Landing on my feet

I’m half in Love with learning to unicycle and half scared to death (10 hours into it so far). Maybe that’s why folks do it as it keeps you on your toes mentally. I’ve have twice gone from riding to instantly on my butt in the flash of an eye. This scares me the most. I have elbow pads and have even taken the advice of tail bone padding with old mouse pads.
I would love any tips on how to land on your feet when the uni goes out from under you and you go backwards (I’ve gotten the frontwards landings under control).

Try to concentrate on leaning forward slightly. Backwards falls will be very unusual if you do that. Pretty much the only times I fall backwards is when I’m riding backwards. Otherwise, it’s always forwards.
You may want to devote some practice time to intentional bails. Just ride and jump off.
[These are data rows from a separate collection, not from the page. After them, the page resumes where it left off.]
use super::{Probe, ProbeOutcome, RandomPayload};
use anyhow::{Context, Result};
use reqwest::Client;
use serde_json::Value;
use std::time::Duration;
use tokio::time::Instant;

/// Default probe target: echoes the request back as JSON.
pub const DEFAULT_TARGET: &str = "https://httpbin.org/anything";

/// Upper bound on a single probe.
pub const DEFAULT_TIMEOUT: Duration = Duration::from_secs(10);

/// HTTP probe POSTing a JSON payload and timing the reply.
#[derive(Debug, Clone)]
pub struct HttpProbe {
    client: Client,
    target: String,
    timeout: Duration,
}

impl HttpProbe {
    pub fn new(target: impl Into<String>, timeout: Duration) -> Result<Self> {
        let client = Client::builder()
            .timeout(timeout)
            .user_agent(concat!("pingwatch/", env!("CARGO_PKG_VERSION")))
            .build()
            .context("Failed to build HTTP client")?;

        Ok(Self {
            client,
            target: target.into(),
            timeout,
        })
    }

}

#[async_trait::async_trait]
impl Probe for HttpProbe {
    async fn execute(&self, payload: &RandomPayload) -> ProbeOutcome {
        let start = Instant::now();

        // The client timeout covers connect + body; the outer guard also
        // bounds anything the client does not (e.g. slow DNS).
        let attempt = async {
            let response = self.client.post(&self.target).json(payload).send().await?;
            let status = response.status().as_u16();
            let body = response.text().await;
            Ok::<_, reqwest::Error>((status, body))
        };
        let result = tokio::time::timeout(self.timeout, attempt).await;
        let elapsed = start.elapsed();

        match result {
            Ok(Ok((status, Ok(text)))) => {
                tracing::debug!(target_url = %self.target, status, elapsed_ms = elapsed.as_millis() as u64, "Probe answered");
                ProbeOutcome::Response {
                    status,
                    body: normalize_body(text),
                    elapsed,
                }
            }
            Ok(Ok((status, Err(e)))) => {
                // A response without its body is not an answer.
                tracing::warn!(target_url = %self.target, status, "Failed to read probe body: {}", e);
                ProbeOutcome::Failed {
                    error: describe(&e, self.timeout),
                    elapsed,
                }
            }
            Ok(Err(e)) => ProbeOutcome::Failed {
                error: describe(&e, self.timeout),
                elapsed,
            },
            Err(_) => ProbeOutcome::Failed {
                error: timed_out(self.timeout),
                elapsed,
            },
        }
    }
}

/// Canonical JSON when the body parses, otherwise the raw text as a JSON string.
fn normalize_body(text: String) -> String {
    match serde_json::from_str::<Value>(&text) {
        Ok(value) => value.to_string(),
        Err(_) => Value::String(text).to_string(),
    }
}

fn describe(e: &reqwest::Error, timeout: Duration) -> String {
    if e.is_timeout() {
        timed_out(timeout)
    } else if e.is_connect() {
        format!("connection failed: {}", e)
    } else {
        e.to_string()
    }
}

fn timed_out(timeout: Duration) -> String {
    format!("request timed out after {}ms", timeout.as_millis())
}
It’s a helpful exercise!
Good luck! (You can do this!) :slight_smile:

I agree with what Lance said above.

For me, it would occur like this: I was on the unicycle going forward slowly, got unstable, go to step off, and suddenly the unicycle and my feet went flying forward as my butt came crashing down. A couple times it was just getting my feet tangled in the pedals as I tried to stop off.

I attribute it to as a beginner, it is common to place almost all your weight on the pedals and barely any on the seat. So both pedals have a lot of weight on them. If you feel like you are falling off and remove your back foot from the pedal, the unicycle shoots forward because of the weight on the front pedal and without the back foot on, you have no way to stop it from shooting forward. To make matters worse, that leg you just removed from the back pedal gets hit forward as that back pedal comes over the top. That is unless you don’t put pressure on the front pedal which as a beginner is tough.

I suggest keeping both feet on the pedals as long as possible. As long as you are moving forward, any tendency to fall backwards is naturally corrected by pressure on the rear pedal which slows or stops the wheel which flings you forward. Then you either ride away or fall forward. When you can’t keep the wheel under you and you’re falling forward, try to jump off with both feet and don’t try to catch the unicycle.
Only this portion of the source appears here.